INSTRUCTIONS TO FOLLOW ▸
Only the count is expected: the number of lines below that contain "answers".

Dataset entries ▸
-----

//! Approval types for the two human-in-the-loop gates.
//!
//! These types live in `bizflow-core` so that both the orchestrator (which
//! owns the gates) and the gateway (which receives human responses over the
//! wire) can share them without circular deps.

use crate::agent::AgentId;
use crate::{BizflowError, BizflowResult};
use serde::{Deserialize, Serialize};

/// Which gate a request belongs to.
#[derive(Debug, Clone, Copy, PartialEq, Eq, Hash, Serialize, Deserialize)]
#[serde(rename_all = "snake_case")]
pub enum ApprovalKind {
    /// Approval of the proposed agent sequence, before anything runs.
    Plan,
    /// Approval of the accumulated results, after a pass completes.
    Result,
}

impl ApprovalKind {
    /// Event type emitted when this gate opens.
    pub fn request_event(&self) -> &'static str {
        match self {
            ApprovalKind::Plan => "plan_approval_request",
            ApprovalKind::Result => "final_results_approval_request",
        }
    }
}

impl std::fmt::Display for ApprovalKind {
    fn fmt(&self, f: &mut std::fmt::Formatter<'_>) -> std::fmt::Result {
        match self {
            ApprovalKind::Plan => write!(f, "plan"),
            ApprovalKind::Result => write!(f, "result"),
        }
    }
}

/// Revision mode requested with a result-gate rejection.
#[derive(Debug, Clone, Copy, PartialEq, Eq, Serialize, Deserialize)]
#[serde(rename_all = "snake_case")]
pub enum RevisionType {
    /// Ask the planner for a new sequence.
    FullReplan,
    /// Re-run only the named agents.
    SpecificAgents,
}

/// Inbound human response, as received from the UI.
#[derive(Debug, Clone, Default, Serialize, Deserialize)]
pub struct ApprovalResponse {
    /// Identifier of the approval request this answers.
    pub request_id: String,
    /// Whether the reviewer approved.
    pub approved: bool,
    /// Free-text feedback.
    #[serde(default)]
    pub feedback: Option<String>,
    /// Revision mode for a result-gate rejection.
    #[serde(default)]
    pub revision_type: Option<RevisionType>,
    /// Agents to re-run for `specific_agents`.
    #[serde(default)]
    pub target_agents: Option<Vec<String>>,
    /// Replacement sequence for a plan-gate rejection.
    #[serde(default)]
    pub modified_sequence: Option<Vec<String>>,
    /// Who answered.
    #[serde(default)]
    pub reviewer: Option<String>,
}

impl ApprovalResponse {
    /// Plain approval.
    pub fn approve(request_id: impl Into<String>) -> Self {
        Self {
            request_id: request_id.into(),
            approved: true,
            ..Default::default()
        }
    }

    /// Plain rejection with optional feedback.
    pub fn reject(request_id: impl Into<String>, feedback: Option<&str>) -> Self {
        Self {
            request_id: request_id.into(),
            approved: false,
            feedback: feedback.map(str::to_string),
            ..Default::default()
        }
    }

    /// Validate the response against the gate it answers and turn it into a
    /// [`Decision`].
    ///
    /// `allowed_targets` is the set of agents a targeted revision may name
    /// (the current sequence at the result gate).
    pub fn validate(&self, kind: ApprovalKind, allowed_targets: &[AgentId]) -> BizflowResult<Decision> {
        let reviewer = self.reviewer.clone().unwrap_or_else(|| "human".to_string());
        let decision = |revision| Decision {
            request_id: self.request_id.clone(),
            approved: self.approved,
            feedback: self.feedback.clone(),
            revision,
            timed_out: false,
            reviewer: reviewer.clone(),
        };

        if self.approved {
            if self.target_agents.is_some() || self.modified_sequence.is_some() {
                return Err(BizflowError::InvalidRevision(
                    "an approval must not carry a revision payload".into(),
                ));
            }
            return Ok(decision(None));
        }

        match kind {
            ApprovalKind::Plan => {
                if self.target_agents.is_some()
                    || self.revision_type == Some(RevisionType::SpecificAgents)
                {
                    return Err(BizflowError::InvalidRevision(
                        "targeted revision is only available at the result gate".into(),
                    ));
                }
                if let Some(names) = &self.modified_sequence {
                    let sequence = parse_agents(names)?;
                    AgentId::validate_sequence(&sequence).map_err(BizflowError::InvalidRevision)?;
                    return Ok(decision(Some(RevisionRequest::ModifiedSequence(sequence))));
                }
                match self.revision_type {
                    Some(RevisionType::FullReplan) => Ok(decision(Some(RevisionRequest::FullReplan))),
                    _ => Ok(decision(None)),
                }
            }
            ApprovalKind::Result => {
                if self.modified_sequence.is_some() {
                    return Err(BizflowError::InvalidRevision(
                        "a modified sequence is only accepted at the plan gate".into(),
                    ));
                }
                let wants_targets = self.revision_type == Some(RevisionType::SpecificAgents)
                    || (self.revision_type.is_none() && self.target_agents.is_some());
                if !wants_targets {
                    return Ok(decision(Some(RevisionRequest::FullReplan)));
                }

                let names = self.target_agents.as_deref().unwrap_or_default();
                if names.is_empty() {
                    return Err(BizflowError::InvalidRevision(
                        "specific_agents requires at least one target agent".into(),
                    ));
                }
                let requested = parse_agents(names)?;
                if let Some(outside) = requested.iter().find(|a| !allowed_targets.contains(a)) {
                    return Err(BizflowError::InvalidRevision(format!(
                        "agent '{outside}' is not part of the current sequence"
                    )));
                }
                // Original relative order, duplicates collapsed.
                let targets: Vec<AgentId> = allowed_targets
                    .iter()
                    .copied()
                    .filter(|a| requested.contains(a))
                    .collect();
                Ok(decision(Some(RevisionRequest::SpecificAgents(targets))))
            }
        }
    }
}

fn parse_agents(names: &[String]) -> BizflowResult<Vec<AgentId>> {
    AgentId::parse_list(names).map_err(|e| BizflowError::InvalidRevision(e.to_string()))
}

/// A validated revision request.
#[derive(Debug, Clone, PartialEq, Eq, Serialize, Deserialize)]
#[serde(tag = "type", content = "agents", rename_all = "snake_case")]
pub enum RevisionRequest {
    /// Discard the sequence and ask the planner again.
    FullReplan,
    /// Re-run these agents, in sequence order.
    SpecificAgents(Vec<AgentId>),
    /// Execute this sequence instead of the proposal.
    ModifiedSequence(Vec<AgentId>),
}

/// The resolved outcome of a gate.
#[derive(Debug, Clone, PartialEq, Serialize, Deserialize)]
pub struct Decision {
    /// Identifier of the approval request.
    pub request_id: String,
    /// Whether the reviewer approved.
    pub approved: bool,
    /// Reviewer feedback (`"timeout"` when the gate expired).
    pub feedback: Option<String>,
    /// Validated revision payload, for rejections.
    pub revision: Option<RevisionRequest>,
    /// The gate resolved because no response arrived in time.
    #[serde(default)]
    pub timed_out: bool,
    /// Who decided (`"system"` for timeouts).
    pub reviewer: String,
}

impl Decision {
    /// The decision a gate resolves to when its window elapses.
    pub fn timeout(request_id: impl Into<String>) -> Self {
        Self {
            request_id: request_id.into(),
            approved: false,
            feedback: Some("timeout".to_string()),
            revision: None,
            timed_out: true,
            reviewer: "system".to_string(),
        }
    }
}

#[cfg(test)]
#[allow(clippy::unwrap_used, clippy::expect_used)]
mod tests {
    use super::*;

    const SEQ: [AgentId; 3] = [AgentId::Coordinator, AgentId::Invoice, AgentId::Analysis];

    #[test]
    fn test_plain_approval() {
        let d = ApprovalResponse::approve("r1")
            .validate(ApprovalKind::Plan, &SEQ)
            .unwrap();
        assert!(d.approved);
        assert!(d.revision.is_none());
        assert!(!d.timed_out);
    }

    #[test]
    fn test_plan_rejection_with_modified_sequence() {
        let resp = ApprovalResponse {
            request_id: "r1".into(),
            approved: false,
            feedback: Some("skip analysis".into()),
            modified_sequence: Some(vec!["coordinator".into(), "invoice".into()]),
            ..Default::default()
        };
        let d = resp.validate(ApprovalKind::Plan, &SEQ).unwrap();
        assert_eq!(
            d.revision,
            Some(RevisionRequest::ModifiedSequence(vec![
                AgentId::Coordinator,
                AgentId::Invoice
            ]))
        );
    }

    #[test]
    fn test_plan_rejection_unknown_agent_is_invalid() {
        let resp = ApprovalResponse {
            request_id: "r1".into(),
            modified_sequence: Some(vec!["coordinator".into(), "payroll".into()]),
            ..Default::default()
        };
        let err = resp.validate(ApprovalKind::Plan, &SEQ).unwrap_err();
        assert_eq!(err.code(), "invalid_revision_request");
    }

    #[test]
    fn test_plan_rejection_plain_terminates() {
        let d = ApprovalResponse::reject("r1", Some("no"))
            .validate(ApprovalKind::Plan, &SEQ)
            .unwrap();
        assert!(!d.approved);
        assert!(d.revision.is_none());
    }

    #[test]
    fn test_result_rejection_targets_keep_sequence_order() {
        let resp = ApprovalResponse {
            request_id: "r2".into(),
            revision_type: Some(RevisionType::SpecificAgents),
            target_agents: Some(vec!["analysis".into(), "invoice".into(), "invoice".into()]),
            ..Default::default()
        };
        let d = resp.validate(ApprovalKind::Result, &SEQ).unwrap();
        assert_eq!(
            d.revision,
            Some(RevisionRequest::SpecificAgents(vec![
                AgentId::Invoice,
                AgentId::Analysis
            ]))
        );
    }

    #[test]
    fn test_result_rejection_target_outside_sequence() {
        let resp = ApprovalResponse {
            request_id: "r2".into(),
            revision_type: Some(RevisionType::SpecificAgents),
            target_agents: Some(vec!["crm".into()]),
            ..Default::default()
        };
        assert!(resp.validate(ApprovalKind::Result, &SEQ).is_err());
    }

    #[test]
    fn test_result_rejection_empty_targets() {
        let resp = ApprovalResponse {
            request_id: "r2".into(),
            revision_type: Some(RevisionType::SpecificAgents),
            target_agents: Some(vec![]),
            ..Default::default()
        };
        assert!(resp.validate(ApprovalKind::Result, &SEQ).is_err());
    }

    #[test]
    fn test_result_rejection_defaults_to_full_replan() {
        let d = ApprovalResponse::reject("r2", Some("start over"))
            .validate(ApprovalKind::Result, &SEQ)
            .unwrap();
        assert_eq!(d.revision, Some(RevisionRequest::FullReplan));
    }

    #[test]
    fn test_approval_with_payload_is_malformed() {
        let resp = ApprovalResponse {
            request_id: "r1".into(),
            approved: true,
            target_agents: Some(vec!["invoice".into()]),
            ..Default::default()
        };
        assert!(resp.validate(ApprovalKind::Result, &SEQ).is_err());
    }

    #[test]
    fn test_response_deserializes_with_missing_optionals() {
        let resp: ApprovalResponse =
            serde_json::from_str(r#"{"request_id":"abc","approved":false,"revision_type":"full_replan"}"#)
                .unwrap();
        assert_eq!(resp.revision_type, Some(RevisionType::FullReplan));
        assert!(resp.target_agents.is_none());
    }

    #[test]
    fn test_timeout_decision() {
        let d = Decision::timeout("r9");
        assert!(!d.approved);
        assert!(d.timed_out);
        assert_eq!(d.feedback.as_deref(), Some("timeout"));
    }

    #[test]
    fn test_request_event_names() {
        assert_eq!(ApprovalKind::Plan.request_event(), "plan_approval_request");
        assert_eq!(
            ApprovalKind::Result.request_event(),
            "final_results_approval_request"
        );
    }
}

-----

ANSWER TO THIS TASK ▸
2